Issuer and Plan Identification Data Elements

  1. Issuer Name - Full name of the State-level legal entity authorized to do business in the service areas applied for in the State.

  2. HIOS Issuer ID - The unique 5-digit enumerator that identifies the company and state or territory combination in HIOS. All applicants must gain access to HIOS and get a HIOS Issuer ID before beginning the QHP Issuer Application.

  3. Product Name - Legal name under which the product is marketed to consumers (HIOS Product Name if applicable).

  4. HIOS Product ID - Unique ID assigned to a product.

  5. Company Legal Name - The full legal name of the insurance company, service or organization which issues and underwrites health insurance policies in one or more of the 50 states or the District of Columbia. This field identifies the company with legal responsibility for all QHPs that will be associated with this application.

  6. State - ID state in which benchmark is being submitted

  7. Plan Name - Provide issuer-defined plan name.

  8. Plan type - Select from the following choices: Health Maintenance Organization (HMO), Point-of-Service (POS), Preferred Provider Organization (PPO), Indemnity or Exclusive Provider Organization (EPO)

  9. Number of Enrollees in Plan - Provide number of enrollees in the benchmark plan.

  10. Supporting Document Upload - Upload of documents that will be used to support benchmark plan (e.g., SBC and SPD).

Drug Data Elements

  1. National Drug Code - Unique 11-digit number that identifies the drug being included in this formulary.

State Mandate Data Elements

Please submit this information to [email protected].

  1. State-mandated Benefit - Is the benefit mandated by the State (Yes/No)?

  2. Name of Mandated Benefit - Provide the name of the mandated benefit.

  3. Description of Benefit Mandates - Briefly describe the mandated benefit.

  4. Market Applicability - ID the market to which the mandate applies (e.g., individual / small group).

  5. State mandate enacted before December 31, 2011? - Was the benefit mandated prior to December 31, 2011 (Yes/No)?

  6. Citation number - Provide legal reference.

  7. Citation URL - Enter the URL (web address) for your citation.

Stand-Alone Dental Data Elements

Please submit this information to [email protected].

  1. Issuer Name - Full name of the State-level legal entity authorized to do business in the service areas applied for in the State.

  2. List of States - List the State or States in which the issuer intends to offer coverage in an Exchange as a stand-alone dental plan.

  3. State - Identify from the list of States, the State in which the anticipated Stand-alone dental plan would be offered.

  4. Individual Market Intended Participation - Indicate Y/N if you intend to offer Stand-alone dental coverage in an individual market.

  5. Small Group Market Intended Participation - Indicate Y/N if you intend to offer Stand-alone dental coverage in a small group market.

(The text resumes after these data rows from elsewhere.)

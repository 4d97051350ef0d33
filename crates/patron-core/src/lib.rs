//! Core domain types for the Patron navbar.
//!
//! This crate is deliberately free of HTTP dependencies. It defines the
//! collective profile record, feature flags, viewer capabilities, and the
//! directory lookup abstraction. All other crates depend on it; it depends
//! on nothing proprietary.

pub mod collective;
pub mod directory;
pub mod feature;
pub mod viewer;

pub use collective::{Collective, CollectiveKind};
pub use directory::CollectiveDirectory;
pub use feature::{Feature, FeatureSet, FeatureStatus};
pub use viewer::{Identity, ViewerRole};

  6. Individual Market Intended Service Area - Provide information on the intended service area covered by the plan (e.g., county(s), partial county(s), zip code)

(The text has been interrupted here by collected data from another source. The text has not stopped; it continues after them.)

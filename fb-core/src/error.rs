//! Global error types for the Freebies application.
//!
//! All error categories across the workspace are unified into a single
//! `FbError` enum with conversions from underlying library errors.

use thiserror::Error;

/// Convenience type alias for Results using FbError.
pub type FbResult<T> = Result<T, FbError>;

/// Unified error type covering all error categories in Freebies.
#[derive(Error, Debug)]
pub enum FbError {
    // -- Configuration errors --
    /// Failed to load or parse application configuration.
    #[error("configuration error: {0}")]
    Config(String),

    /// A required configuration value is missing.
    #[error("missing configuration: {0}")]
    MissingConfig(String),

    // -- Database errors --
    /// SQLite database error.
    #[error("database error: {0}")]
    Database(String),

    /// A NOT NULL, UNIQUE, or FOREIGN KEY constraint rejected a write.
    #[error("constraint violation: {0}")]
    Constraint(String),

    /// Database connection pool error.
    #[error("connection pool error: {0}")]
    Pool(String),

    /// Database integrity check failed.
    #[error("database integrity check failed: {0}")]
    IntegrityCheck(String),

    // -- Model errors --
    /// The entity has no identifier yet, so it cannot be referenced.
    #[error("{0} has not been saved")]
    NotPersisted(&'static str),

    /// No row with the given identifier.
    #[error("{entity} {id} not found")]
    NotFound {
        /// Entity kind ("company", "dev", "freebie").
        entity: &'static str,
        /// Identifier that was looked up.
        id: i64,
    },

    /// A freebie reference is unset or points at a missing row.
    #[error("freebie '{item_name}' has no resolvable {reference}")]
    UnresolvedReference {
        /// Item name of the freebie being rendered.
        item_name: String,
        /// Which reference failed: "dev" or "company".
        reference: &'static str,
    },

    // -- File/IO errors --
    /// File system operation failed.
    #[error("io error: {0}")]
    Io(#[from] std::io::Error),

    /// Serialization/deserialization error.
    #[error("serialization error: {0}")]
    Serialization(String),

    // -- Generic --
    /// An unexpected internal error.
    #[error("internal error: {0}")]
    Internal(String),

    /// Wrapping anyhow errors for interop.
    #[error(transparent)]
    Other(#[from] anyhow::Error),
}

impl From<serde_json::Error> for FbError {
    fn from(e: serde_json::Error) -> Self {
        FbError::Serialization(e.to_string())
    }
}

impl From<toml::de::Error> for FbError {
    fn from(e: toml::de::Error) -> Self {
        FbError::Config(e.to_string())
    }
}

#[cfg(test)]
mod tests {
    use super::*;

    #[test]
    fn test_fb_error_display() {
        let err = FbError::Config("bad value".to_string());
        assert_eq!(err.to_string(), "configuration error: bad value");
    }

    #[test]
    fn test_not_found_display() {
        let err = FbError::NotFound { entity: "dev", id: 7 };
        assert_eq!(err.to_string(), "dev 7 not found");
    }

    #[test]
    fn test_unresolved_reference_display() {
        let err = FbError::UnresolvedReference {
            item_name: "Sticker".into(),
            reference: "company",
        };
        assert_eq!(err.to_string(), "freebie 'Sticker' has no resolvable company");
    }

    #[test]
    fn test_toml_error_converts_to_config() {
        let parse: Result<toml::Value, _> = toml::from_str("not = [valid");
        let err: FbError = parse.unwrap_err().into();
        assert!(matches!(err, FbError::Config(_)));
    }
}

  7. Small Group Market Intended Service Area - Provide information on the intended service area covered by the plan (e.g., county(s), partial county(s), zip code)

State Benchmark Selection Data Elements

  1. Benchmark Selection Type ID - ID the type of benchmark from the following 10 options identified as:

    1. the largest plan by enrollment in any of the three largest small group insurance products in the State’s small group market;

    2. any of the largest three State employee health benefit plans by enrollment;

    3. any of the largest three national FEHBP plan options by enrollment; or

    4. the largest insured commercial non-Medicaid Health Maintenance Organization (HMO) operating in the State.

  2. ACA Categories Covered by Benchmark - If States select a benchmark, ID ACA categories covered by selected benchmark.

  3. ACA Categories Supplemented - If States select a benchmark, ID ACA categories supplemented by another benchmark plan if necessary.

  4. Alternate Approach- if a State selects as its benchmark one of the three largest small group market benchmark options, the State may choose to provide HHS with the name, benchmark selection type ID, and other necessary identifying information.  If the State chooses this option, HHS will ensure coverage in all ten statutorily required categories. Please submit this information to [email protected].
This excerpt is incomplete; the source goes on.